The "Preservation Paradox": Microbes as a Key to Exceptional Fossil Preservation in the Kirkpatrick Basalt (Jurassic), Antarctica
2006
Thin sedimentary interbeds within the Kirkpatrick Basalt (Jurassic) of Antarctica harbor exquisitely preserved ‘soft-bodied’ organisms that lived in and around shallow freshwater lakes of the time, some of which were hydrothermally influenced. In the hottest pools, associated with magmatic vents, unusual carbonates were apparently precipitated by Archaea extremophiles adapted to living near active lava flows. In cooler lakes more distant to the vents, fine siliciclastic sediments record other communities of spinicaudatan (“conchostracan”) and notostracan crustaceans, larval insects, fishes, and ostracodes much of which may have been sustained by microbial mats, which are also well preserved in the deposits.
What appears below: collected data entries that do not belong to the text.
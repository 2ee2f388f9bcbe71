use thiserror::Error;

#[derive(Debug, Error)]
pub enum TrackerError {
    #[error("invalid configuration: {0}")]
    Config(String),

    #[error("request to {url} failed: {source}")]
    Network {
        url: String,
        #[source]
        source: reqwest::Error,
    },

    #[error("unexpected HTTP response: {0}")]
    Http(String),

    #[error("failed to parse tracking response: {0}")]
    Parse(String),

    #[error("webhook delivery failed: {0}")]
    Delivery(String),

    #[error("failed to serialize payload: {0}")]
    Serialize(#[from] serde_json::Error),
}

impl TrackerError {
    /// Whether the next poll gets another chance at what failed. A failed
    /// delivery is not resent because the record is already marked as seen.
    pub const fn retried_next_poll(&self) -> bool {
        !matches!(self, Self::Delivery(_))
    }
}

pub type Result<T> = std::result::Result<T, TrackerError>;
use std::io::Write;

use crate::config::ShipmentIdentity;
use crate::error::{Result, TrackerError};
use crate::tracking::{TrackingRecord, Van};
use log::info;
use reqwest::blocking::Client;
use reqwest::header;
use serde::Serialize;
use url::Url;

const BOT_USERNAME: &str = "United Tracker";
const EMOJI_PUSHPIN: &str = ":round_pushpin:";
const COLOR_GOOD: &str = "good";
const MAPS_PLACE_URL: &str = "https://www.google.com/maps/place";
const WEBHOOK_CONTENT_TYPE: &str = "text/json";

#[derive(Debug, Clone, PartialEq, Eq, Serialize)]
pub struct Attachment {
    pub text: String,
    pub color: String,
}

/// Body of an incoming-webhook message.
#[derive(Debug, Clone, PartialEq, Eq, Serialize)]
pub struct NotificationPayload {
    pub text: String,
    pub username: String,
    pub icon_emoji: String,
    #[serde(skip_serializing_if = "Option::is_none")]
    pub channel: Option<String>,
    pub attachments: Vec<Attachment>,
}

fn maps_link(van: &Van) -> String {
    format!(
        "{MAPS_PLACE_URL}/{}+{}",
        van.last_reported_city, van.last_reported_state
    )
}

fn location(van: &Van) -> String {
    format!(
        "<{} | {}, {}>",
        maps_link(van),
        van.last_reported_city,
        van.last_reported_state
    )
}

/// Renders the one-line status for a record. Anything not strictly positive
/// in `trackingMiles` is treated as being at the reported location.
pub fn status_text(nickname: &str, van: &Van) -> String {
    if van.tracking_miles > 0 {
        format!(
            "{nickname} is {} miles {} of {} {}",
            van.tracking_miles,
            van.tracking_direction,
            location(van),
            van.last_reported_date_time
        )
    } else {
        format!(
            "{nickname} at {} {}",
            location(van),
            van.last_reported_date_time
        )
    }
}

pub fn compose(
    identity: &ShipmentIdentity,
    record: &TrackingRecord,
    channel: Option<&str>,
) -> NotificationPayload {
    NotificationPayload {
        // left empty, the attachment carries the message
        text: String::new(),
        username: BOT_USERNAME.into(),
        icon_emoji: EMOJI_PUSHPIN.into(),
        channel: channel.map(String::from),
        attachments: vec![Attachment {
            text: status_text(&identity.nickname, &record.shipment.van),
            color: COLOR_GOOD.into(),
        }],
    }
}

pub trait Notifier {
    fn deliver(&mut self, payload: &NotificationPayload) -> Result<()>;
}

pub struct WebhookNotifier {
    client: Client,
    webhook_url: Url,
}

impl WebhookNotifier {
    pub const fn new(client: Client, webhook_url: Url) -> Self {
        Self {
            client,
            webhook_url,
        }
    }
}

impl Notifier for WebhookNotifier {
    fn deliver(&mut self, payload: &NotificationPayload) -> Result<()> {
        let body = serde_json::to_vec(payload)?;

        self.client
            .post(self.webhook_url.clone())
            .header(header::CONTENT_TYPE, WEBHOOK_CONTENT_TYPE)
            .body(body)
            .send()
            .and_then(|res| res.error_for_status())
            .map_err(|e| TrackerError::Delivery(e.without_url().to_string()))?;

        info!("Successfully sent webhook notification");
        Ok(())
    }
}

/// Prints the payload as a single JSON line instead of posting it.
pub struct DryRunNotifier<W> {
    out: W,
}

impl<W: Write> DryRunNotifier<W> {
    pub const fn new(out: W) -> Self {
        Self { out }
    }

    #[cfg(test)]
    pub fn into_inner(self) -> W {
        self.out
    }
}

impl<W: Write> Notifier for DryRunNotifier<W> {
    fn deliver(&mut self, payload: &NotificationPayload) -> Result<()> {
        let line = serde_json::to_string(payload)?;
        writeln!(self.out, "{line}")
            .and_then(|()| self.out.flush())
            .map_err(|e| TrackerError::Delivery(format!("failed to write payload: {e}")))
    }
}

#[cfg(test)]
mod tests {
    use super::*;
    use crate::testing;
    use crate::tracking::sample_record;
    use serde_json::json;

    const LINK: &str = "<https://www.google.com/maps/place/Springfield+IL | Springfield, IL>";
    const TIMESTAMP: &str = "06/03/2016 10:15 AM";

    fn identity() -> ShipmentIdentity {
        ShipmentIdentity {
            last_name: "Smith".into(),
            order_number: "123456".into(),
            nickname: "Sofa".into(),
        }
    }

    fn record_with_miles(miles: i64) -> TrackingRecord {
        let mut record = sample_record();
        record.shipment.van.tracking_miles = miles;
        record
    }

    #[test]
    fn in_transit_text() {
        let payload = compose(&identity(), &record_with_miles(5), None);
        assert_eq!(
            payload.attachments[0].text,
            format!("Sofa is 5 miles north of {LINK} {TIMESTAMP}")
        );
    }

    #[test]
    fn arrived_text() {
        let payload = compose(&identity(), &record_with_miles(0), None);
        assert_eq!(payload.attachments[0].text, format!("Sofa at {LINK} {TIMESTAMP}"));
    }

    #[test]
    fn negative_miles_use_arrived_text() {
        let negative = compose(&identity(), &record_with_miles(-3), None);
        let zero = compose(&identity(), &record_with_miles(0), None);
        assert_eq!(negative.attachments, zero.attachments);
    }

    #[test]
    fn link_is_not_escaped() {
        let mut record = sample_record();
        record.shipment.van.last_reported_city = "St. Louis".into();
        record.shipment.van.last_reported_state = "MO".into();
        record.shipment.van.tracking_miles = 0;

        let text = status_text("Piano", &record.shipment.van);
        assert_eq!(
            text,
            format!(
                "Piano at <https://www.google.com/maps/place/St. Louis+MO | St. Louis, MO> {TIMESTAMP}"
            )
        );
    }

    #[test]
    fn payload_fixed_fields() {
        let payload = compose(&identity(), &sample_record(), Some("#moving"));

        assert_eq!(payload.text, "");
        assert_eq!(payload.username, "United Tracker");
        assert_eq!(payload.icon_emoji, ":round_pushpin:");
        assert_eq!(payload.channel.as_deref(), Some("#moving"));
        assert_eq!(payload.attachments.len(), 1);
        assert_eq!(payload.attachments[0].color, "good");
    }

    #[test]
    fn serializes_webhook_body() {
        let payload = compose(&identity(), &sample_record(), Some("#moving"));
        let value = serde_json::to_value(&payload).unwrap();

        assert_eq!(
            value,
            json!({
                "text": "",
                "username": "United Tracker",
                "icon_emoji": ":round_pushpin:",
                "channel": "#moving",
                "attachments": [{
                    "text": format!("Sofa is 5 miles north of {LINK} {TIMESTAMP}"),
                    "color": "good"
                }]
            })
        );
    }

    #[test]
    fn absent_channel_is_omitted() {
        let payload = compose(&identity(), &sample_record(), None);
        let value = serde_json::to_value(&payload).unwrap();
        assert!(value.get("channel").is_none());
        assert_eq!(value["text"], "");
    }

    #[test]
    fn dry_run_writes_one_json_line() {
        let payload = compose(&identity(), &sample_record(), None);
        let mut notifier = DryRunNotifier::new(Vec::new());
        notifier.deliver(&payload).unwrap();

        let output = String::from_utf8(notifier.into_inner()).unwrap();
        let lines: Vec<_> = output.lines().collect();
        assert_eq!(lines.len(), 1);
        assert!(output.ends_with('\n'));
        assert_eq!(lines[0], serde_json::to_string(&payload).unwrap());
    }

    fn webhook_for(base: &str) -> WebhookNotifier {
        WebhookNotifier::new(
            testing::client(),
            Url::parse(&format!("{base}/services/T000/B000/XXXX")).unwrap(),
        )
    }

    #[test]
    fn webhook_posts_payload_as_text_json() {
        let (base, server) = testing::serve_once("200 OK", "ok");
        let payload = compose(&identity(), &sample_record(), Some("#moving"));

        webhook_for(&base).deliver(&payload).unwrap();

        let request = server.join().unwrap();
        assert_eq!(request.request_line, "POST /services/T000/B000/XXXX HTTP/1.1");
        assert_eq!(request.header("content-type"), Some("text/json"));
        assert_eq!(
            request.body,
            serde_json::to_string(&payload).unwrap().into_bytes()
        );
    }

    #[test]
    fn webhook_error_status_is_delivery_error() {
        let (base, server) = testing::serve_once("500 Internal Server Error", "");
        let payload = compose(&identity(), &sample_record(), None);

        let err = webhook_for(&base).deliver(&payload).unwrap_err();
        assert!(matches!(err, TrackerError::Delivery(_)), "{err:?}");
        assert!(!err.to_string().contains("XXXX"), "{err}");
        server.join().unwrap();
    }
}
Along the lake-edge, carbonized leaves, peat or coal, and silicified logs are often found in association with paleosols. Notably, evidence of carnivory, a primary taphonomic filter, is essentially lacking in these sediments. Exceptional preservation of non-biomineralized or lightly skeletonized organisms, therefore, reflects the original diversity of non-biomineralized or lightly skeletonized organisms present.